The burons - Moutain Pasture Huts

Have you ever seen those curious little stone houses on the Aubrac plateau that stand here and there across pastures?

Aubrac’s burons huts

Have you ever seen curious little stone houses on the Aubrac plateau that stand here and there across pastures? These are the famous buron huts, which used to welcome men and animals during the summer. Sometimes planted here for several centuries, they bear witness to a way of life that is now over. This is where the fresh tomme cheese was made, used to make aligot.

L'architecture des burons

The buron pasture huts were most often composed of three parts:

  • Partly buried and always oriented on the north side, the cellar served as a storage and maturing facility for cheeses. It remains dark and does not exceed 12 °: essential conditions for optimal cheeses conservation. The floor was bare ground and the cheeses arranged on wooden panels raised with stones.
  • On the ground floor, the main room combined the cheese dairy, common room and meeting place for meals. Sober in appearance, it was dimly lit, the floor was bare ground or stone paved, while a fireplace was attached to the gable. The room was most often furnished with a dining table, benches and a wooden stove. A wall niche, closed or not by a door, allowed to store foodstuffs and some bottles, and the cold meats were suspended in the room by hooks. This is where all the items necessary for making cheese were stored.
  • The first buron huts were vaulted but over time framed burons were built to store hay for the calves and create a living space for the men sleeping upstairs.

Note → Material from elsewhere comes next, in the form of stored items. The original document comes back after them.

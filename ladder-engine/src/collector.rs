use crate::order::{LadderState, Purpose};
use crate::store::{InMemoryOrderStore, OrderFilter, PricePredicate};
use derive_more::Constructor;
use ladder_execution::ExchangeAdapter;
use ladder_instrument::{Pair, Side};
use tracing::{info, warn};

/// Outcome of any bulk-cancellation call.
#[derive(Debug, Clone, PartialEq, Eq, Constructor)]
pub struct ClearOutcome {
    pub attempted: u32,
    pub cancelled: u32,
    pub failed: u32,
    pub human_message: String,
}

impl ClearOutcome {
    fn summarize(attempted: u32, cancelled: u32) -> Self {
        let failed = attempted.saturating_sub(cancelled);
        let human_message = format!(
            "cancelled {cancelled}/{attempted} order(s){}",
            if failed > 0 {
                format!(" ({failed} failed)")
            } else {
                String::new()
            }
        );
        Self::new(attempted, cancelled, failed, human_message)
    }
}

/// Bulk-cancellation primitives with a shared non-cancellable-purpose policy.
pub struct OrderCollector<'a> {
    pub store: &'a InMemoryOrderStore,
}

impl<'a> OrderCollector<'a> {
    pub fn new(store: &'a InMemoryOrderStore) -> Self {
        Self { store }
    }

    /// Enumerates venue open orders and cancels each; on `force=false`, skips orders whose
    /// purpose is non-cancellable by policy.
    pub async fn clear_all(
        &self,
        adapter: &dyn ExchangeAdapter,
        pair: &Pair,
        side: Option<Side>,
        force: bool,
    ) -> ClearOutcome {
        let venue_orders = match adapter.open_orders(pair).await {
            Ok(orders) => orders,
            Err(error) => {
                warn!(%error, %pair, "clear_all: failed to list open orders");
                return ClearOutcome::new(0, 0, 0, format!("could not list open orders: {error}"));
            }
        };

        let mut attempted = 0u32;
        let mut cancelled = 0u32;

        for venue_order in venue_orders {
            if let Some(side) = side {
                if venue_order.side != side {
                    continue;
                }
            }

            if !force {
                let local = self
                    .store
                    .find(&OrderFilter::default().pair(pair.clone()))
                    .into_iter()
                    .find(|order| order.venue_id.as_deref() == Some(venue_order.venue_id.as_str()));

                if let Some(local) = local {
                    if !local.purpose.is_cancellable_by_default() {
                        continue;
                    }
                }
            }

            attempted += 1;
            match adapter
                .cancel_order(&venue_order.venue_id, pair, Some(venue_order.side))
                .await
            {
                Ok(_) => {
                    cancelled += 1;
                    self.mark_local_cancelled(pair, &venue_order.venue_id);
                }
                Err(error) => warn!(%error, venue_id = %venue_order.venue_id, "cancel failed"),
            }
        }

        info!(%pair, attempted, cancelled, "clear_all complete");
        ClearOutcome::summarize(attempted, cancelled)
    }

    /// Cancels local orders matching the filter criteria, then marks them cancelled.
    pub async fn clear_local(
        &self,
        adapter: &dyn ExchangeAdapter,
        purposes: &[Purpose],
        pair: &Pair,
        side: Option<Side>,
        price_filter: Option<PricePredicate>,
        force: bool,
    ) -> ClearOutcome {
        let mut attempted = 0u32;
        let mut cancelled = 0u32;

        for purpose in purposes {
            if !force && !purpose.is_cancellable_by_default() {
                continue;
            }

            let mut filter = OrderFilter::default()
                .pair(pair.clone())
                .purpose(*purpose)
                .ladder_state(LadderState::Placed);
            if let Some(side) = side {
                filter = filter.side(side);
            }
            if let Some(predicate) = price_filter {
                filter = filter.price(predicate);
            }

            for order in self.store.find(&filter) {
                let Some(venue_id) = order.venue_id.clone() else {
                    continue;
                };

                attempted += 1;
                match adapter.cancel_order(&venue_id, pair, Some(order.side)).await {
                    Ok(_) => {
                        cancelled += 1;
                        let id = order.id;
                        let _ = self.store.update(id, |order| {
                            order.ladder_state = LadderState::Cancelled;
                        });
                    }
                    Err(error) => warn!(%error, venue_id, "clear_local cancel failed"),
                }
            }
        }

        ClearOutcome::summarize(attempted, cancelled)
    }

    /// Cancels venue orders whose `venue_id` is absent from the store.
    pub async fn clear_unknown(
        &self,
        adapter: &dyn ExchangeAdapter,
        pair: &Pair,
        side: Option<Side>,
        force: bool,
    ) -> ClearOutcome {
        let venue_orders = match adapter.open_orders(pair).await {
            Ok(orders) => orders,
            Err(error) => {
                return ClearOutcome::new(0, 0, 0, format!("could not list open orders: {error}"));
            }
        };

        let known_ids: std::collections::HashSet<String> = self
            .store
            .find(&OrderFilter::default().pair(pair.clone()))
            .into_iter()
            .filter_map(|order| order.venue_id)
            .collect();

        let mut attempted = 0u32;
        let mut cancelled = 0u32;

        for venue_order in venue_orders {
            if known_ids.contains(&venue_order.venue_id) {
                continue;
            }
            if let Some(side) = side {
                if venue_order.side != side {
                    continue;
                }
            }
            let _ = force;

            attempted += 1;
            match adapter
                .cancel_order(&venue_order.venue_id, pair, Some(venue_order.side))
                .await
            {
                Ok(_) => cancelled += 1,
                Err(error) => warn!(%error, venue_id = %venue_order.venue_id, "clear_unknown cancel failed"),
            }
        }

        ClearOutcome::summarize(attempted, cancelled)
    }

    fn mark_local_cancelled(&self, pair: &Pair, venue_id: &str) {
        if let Some(order) = self
            .store
            .find(&OrderFilter::default().pair(pair.clone()))
            .into_iter()
            .find(|order| order.venue_id.as_deref() == Some(venue_id))
        {
            let id = order.id;
            let _ = self
                .store
                .update(id, |order| order.ladder_state = LadderState::Cancelled);
        }
    }
}

#[cfg(test)]
mod tests {
    use super::*;
    use crate::order::Order;
    use chrono::Utc;
    use ladder_execution::mock::MockAdapter;
    use ladder_execution::AdapterCapabilities;
    use ladder_instrument::{MarketStatus, OrderType, PairSpec};
    use rust_decimal_macros::dec;

    fn pair() -> Pair {
        Pair::new("ADM", "USDT")
    }

    fn spec() -> PairSpec {
        PairSpec::new(8, 8, dec!(0.01), dec!(0.0001), dec!(1), dec!(10), MarketStatus::Online)
    }

    async fn place_local(
        store: &InMemoryOrderStore,
        adapter: &MockAdapter,
        purpose: Purpose,
    ) -> String {
        let ack = adapter
            .place_order(&pair(), Side::Buy, OrderType::Limit, Some(dec!(1)), Some(dec!(20)), None)
            .await
            .unwrap();
        let venue_id = ack.venue_id.unwrap();

        let mut order = Order::new_pending(
            store.next_id(),
            pair(),
            Side::Buy,
            OrderType::Limit,
            dec!(1),
            dec!(20),
            dec!(20),
            purpose,
            Some(-1),
            Utc::now(),
        );
        order.venue_id = Some(venue_id.clone());
        order.ladder_state = LadderState::Placed;
        store.insert(order).unwrap();
        venue_id
    }

    #[tokio::test]
    async fn clear_all_skips_non_cancellable_purpose_unless_forced() {
        let store = InMemoryOrderStore::new();
        let adapter = MockAdapter::new(AdapterCapabilities::full());
        adapter.set_market(pair(), spec());
        place_local(&store, &adapter, Purpose::FundSupplier).await;

        let collector = OrderCollector::new(&store);
        let outcome = collector.clear_all(&adapter, &pair(), None, false).await;
        assert_eq!(outcome.attempted, 0);
        assert_eq!(outcome.cancelled, 0);

        let outcome = collector.clear_all(&adapter, &pair(), None, true).await;
        assert_eq!(outcome.attempted, 1);
        assert_eq!(outcome.cancelled, 1);
    }

    #[tokio::test]
    async fn clear_local_marks_matching_orders_cancelled() {
        let store = InMemoryOrderStore::new();
        let adapter = MockAdapter::new(AdapterCapabilities::full());
        adapter.set_market(pair(), spec());
        place_local(&store, &adapter, Purpose::Ladder).await;

        let collector = OrderCollector::new(&store);
        let outcome = collector
            .clear_local(&adapter, &[Purpose::Ladder], &pair(), None, None, false)
            .await;

        assert_eq!(outcome.attempted, 1);
        assert_eq!(outcome.cancelled, 1);
        let remaining = store.find(
            &OrderFilter::default()
                .pair(pair())
                .ladder_state(LadderState::Cancelled),
        );
        assert_eq!(remaining.len(), 1);
    }

    #[tokio::test]
    async fn clear_unknown_only_cancels_orders_absent_from_the_store() {
        let store = InMemoryOrderStore::new();
        let adapter = MockAdapter::new(AdapterCapabilities::full());
        adapter.set_market(pair(), spec());

        // known, local order: must survive clear_unknown.
        place_local(&store, &adapter, Purpose::Ladder).await;
        // unknown venue order with no local record.
        adapter
            .place_order(&pair(), Side::Sell, OrderType::Limit, Some(dec!(1)), Some(dec!(21)), None)
            .await
            .unwrap();

        let collector = OrderCollector::new(&store);
        let outcome = collector.clear_unknown(&adapter, &pair(), None, false).await;

        assert_eq!(outcome.attempted, 1);
        assert_eq!(outcome.cancelled, 1);
        assert_eq!(adapter.open_orders(&pair()).await.unwrap().len(), 1);
    }
}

Often a pigsty was built near the buron. Pigs and piglets were brought there during the summer period in order to be fattened for the farm needs or to be sold at the end of the summer. The whey served for their food.

The Buron men

The buron was inhabited during the summer pasture, as of May 25, traditional date of transhumance, to October 13. Life was rough on the Aubrac plateau: one had to endure isolation, exhausting heat of the day but also sudden and violent thunderstorms in summer. As such, men who came to spend the summer period in the Aubrac mountains had to be brave, hardworking, and above all loving the plateau’s life. Each had a very distinct function:

  •  The Cantalès is responsible for the Buron. He’s the teamleader and the cheese making supervisor.
  • The Pastre takes care of the herd.
  • The Bédelier takes care of the calves: he brings them to their mother at the time of milking every morning and evening, and regroups the cows in the evening to lock them up in the park.
  • The Roul, the youngest (as of 8 years old!) learns the mountains’ life: he helps the Pastre and mainly takes care of the ungrateful tasks. He cleans the tools, sweeps the buron, fetches water and wood and seconds the Pastre.